#### WORK REQUIRED
Transcribe the data below verbatim from the line with "single completion request" to the line with "fn name(&self) -> &str;". Include both of those lines.

[[ AVAILABLE DATA, beginning ]]

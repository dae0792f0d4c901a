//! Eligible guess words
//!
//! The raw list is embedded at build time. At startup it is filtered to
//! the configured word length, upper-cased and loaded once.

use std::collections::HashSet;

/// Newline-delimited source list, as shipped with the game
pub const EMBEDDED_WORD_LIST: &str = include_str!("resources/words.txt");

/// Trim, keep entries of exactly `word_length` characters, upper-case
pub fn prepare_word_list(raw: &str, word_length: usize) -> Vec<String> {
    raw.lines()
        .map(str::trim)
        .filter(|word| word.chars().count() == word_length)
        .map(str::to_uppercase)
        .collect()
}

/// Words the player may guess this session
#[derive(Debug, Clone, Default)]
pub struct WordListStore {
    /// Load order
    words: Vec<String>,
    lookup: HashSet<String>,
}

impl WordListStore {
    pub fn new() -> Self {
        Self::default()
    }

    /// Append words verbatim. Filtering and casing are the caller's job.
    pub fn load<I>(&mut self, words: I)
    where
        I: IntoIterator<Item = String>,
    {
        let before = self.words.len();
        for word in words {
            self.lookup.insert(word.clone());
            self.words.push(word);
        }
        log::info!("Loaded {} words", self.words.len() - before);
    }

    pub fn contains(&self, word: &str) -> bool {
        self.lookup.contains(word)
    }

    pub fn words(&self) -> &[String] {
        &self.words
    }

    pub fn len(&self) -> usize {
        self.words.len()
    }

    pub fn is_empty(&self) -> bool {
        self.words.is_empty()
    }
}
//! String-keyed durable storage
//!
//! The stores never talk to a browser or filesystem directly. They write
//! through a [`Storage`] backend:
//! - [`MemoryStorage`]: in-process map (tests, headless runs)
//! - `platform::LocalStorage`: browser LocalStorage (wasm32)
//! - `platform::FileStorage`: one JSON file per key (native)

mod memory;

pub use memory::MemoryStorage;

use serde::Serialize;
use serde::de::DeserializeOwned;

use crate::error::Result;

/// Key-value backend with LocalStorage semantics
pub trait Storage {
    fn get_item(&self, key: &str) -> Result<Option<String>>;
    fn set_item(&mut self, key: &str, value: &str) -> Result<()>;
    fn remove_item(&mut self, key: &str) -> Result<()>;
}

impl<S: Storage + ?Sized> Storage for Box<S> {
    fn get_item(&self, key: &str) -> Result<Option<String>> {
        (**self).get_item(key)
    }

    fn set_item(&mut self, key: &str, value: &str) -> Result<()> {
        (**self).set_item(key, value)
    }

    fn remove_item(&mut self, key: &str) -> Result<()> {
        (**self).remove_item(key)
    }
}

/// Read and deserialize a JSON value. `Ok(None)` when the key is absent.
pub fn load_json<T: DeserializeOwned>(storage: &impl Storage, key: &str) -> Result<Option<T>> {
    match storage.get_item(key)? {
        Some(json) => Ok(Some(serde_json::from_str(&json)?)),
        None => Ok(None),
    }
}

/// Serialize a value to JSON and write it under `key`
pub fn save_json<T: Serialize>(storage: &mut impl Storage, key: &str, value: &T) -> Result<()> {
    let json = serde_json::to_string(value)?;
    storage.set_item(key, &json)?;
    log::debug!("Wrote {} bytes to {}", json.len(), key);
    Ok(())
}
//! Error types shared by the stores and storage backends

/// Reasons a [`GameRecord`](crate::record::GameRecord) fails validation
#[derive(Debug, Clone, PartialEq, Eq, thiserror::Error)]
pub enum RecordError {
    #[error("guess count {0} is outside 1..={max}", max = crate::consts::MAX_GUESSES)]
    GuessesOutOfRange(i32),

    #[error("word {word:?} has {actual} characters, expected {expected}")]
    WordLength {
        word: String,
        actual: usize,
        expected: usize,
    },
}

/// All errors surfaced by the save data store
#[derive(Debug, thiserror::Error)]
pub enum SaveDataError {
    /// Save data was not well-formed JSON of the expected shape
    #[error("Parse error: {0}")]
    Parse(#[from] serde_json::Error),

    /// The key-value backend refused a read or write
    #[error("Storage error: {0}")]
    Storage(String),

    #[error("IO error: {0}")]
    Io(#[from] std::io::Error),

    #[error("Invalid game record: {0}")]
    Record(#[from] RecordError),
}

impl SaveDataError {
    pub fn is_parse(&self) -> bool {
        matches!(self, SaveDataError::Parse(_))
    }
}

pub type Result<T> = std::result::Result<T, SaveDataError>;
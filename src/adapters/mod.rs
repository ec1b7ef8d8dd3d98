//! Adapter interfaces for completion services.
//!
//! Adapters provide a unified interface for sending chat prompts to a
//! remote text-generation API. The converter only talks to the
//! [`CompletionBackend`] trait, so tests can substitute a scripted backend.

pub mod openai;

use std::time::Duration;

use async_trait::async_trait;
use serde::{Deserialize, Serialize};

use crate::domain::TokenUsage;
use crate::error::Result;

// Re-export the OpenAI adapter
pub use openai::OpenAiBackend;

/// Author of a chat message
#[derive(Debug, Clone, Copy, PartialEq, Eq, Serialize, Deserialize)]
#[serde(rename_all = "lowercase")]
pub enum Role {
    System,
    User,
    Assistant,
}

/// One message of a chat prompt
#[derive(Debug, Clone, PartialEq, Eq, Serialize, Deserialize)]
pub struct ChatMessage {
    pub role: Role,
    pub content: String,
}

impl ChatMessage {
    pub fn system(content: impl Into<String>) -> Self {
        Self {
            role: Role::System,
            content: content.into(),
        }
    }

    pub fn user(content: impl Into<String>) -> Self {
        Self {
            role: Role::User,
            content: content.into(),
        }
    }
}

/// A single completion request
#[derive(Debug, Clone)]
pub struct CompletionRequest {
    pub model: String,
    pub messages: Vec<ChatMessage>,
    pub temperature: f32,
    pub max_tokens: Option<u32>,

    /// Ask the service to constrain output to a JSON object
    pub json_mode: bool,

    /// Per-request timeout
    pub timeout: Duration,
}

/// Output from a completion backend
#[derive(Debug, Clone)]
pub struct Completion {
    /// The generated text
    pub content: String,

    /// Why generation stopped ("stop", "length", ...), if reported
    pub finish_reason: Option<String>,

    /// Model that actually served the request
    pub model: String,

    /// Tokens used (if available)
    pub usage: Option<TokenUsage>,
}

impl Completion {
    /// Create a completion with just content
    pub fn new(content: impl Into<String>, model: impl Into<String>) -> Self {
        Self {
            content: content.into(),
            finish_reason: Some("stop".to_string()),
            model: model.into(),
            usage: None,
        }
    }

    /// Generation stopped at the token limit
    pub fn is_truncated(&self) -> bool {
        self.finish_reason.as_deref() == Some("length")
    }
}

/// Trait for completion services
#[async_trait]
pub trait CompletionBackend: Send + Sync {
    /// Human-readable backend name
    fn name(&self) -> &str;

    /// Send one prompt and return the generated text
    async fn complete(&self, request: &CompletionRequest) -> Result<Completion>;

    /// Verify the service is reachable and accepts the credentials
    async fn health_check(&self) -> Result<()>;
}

[[ AVAILABLE DATA, end ]]

#### RESPONSE BELOW
/// A single completion request
#[derive(Debug, Clone)]
pub struct CompletionRequest {
    pub model: String,
    pub messages: Vec<ChatMessage>,
    pub temperature: f32,
    pub max_tokens: Option<u32>,

    /// Ask the service to constrain output to a JSON object
    pub json_mode: bool,

    /// Per-request timeout
    pub timeout: Duration,
}

/// Output from a completion backend
#[derive(Debug, Clone)]
pub struct Completion {
    /// The generated text
    pub content: String,

    /// Why generation stopped ("stop", "length", ...), if reported
    pub finish_reason: Option<String>,

    /// Model that actually served the request
    pub model: String,

    /// Tokens used (if available)
    pub usage: Option<TokenUsage>,
}

impl Completion {
    /// Create a completion with just content
    pub fn new(content: impl Into<String>, model: impl Into<String>) -> Self {
        Self {
            content: content.into(),
            finish_reason: Some("stop".to_string()),
            model: model.into(),
            usage: None,
        }
    }

    /// Generation stopped at the token limit
    pub fn is_truncated(&self) -> bool {
        self.finish_reason.as_deref() == Some("length")
    }
}

/// Trait for completion services
#[async_trait]
pub trait CompletionBackend: Send + Sync {
    /// Human-readable backend name
    fn name(&self) -> &str;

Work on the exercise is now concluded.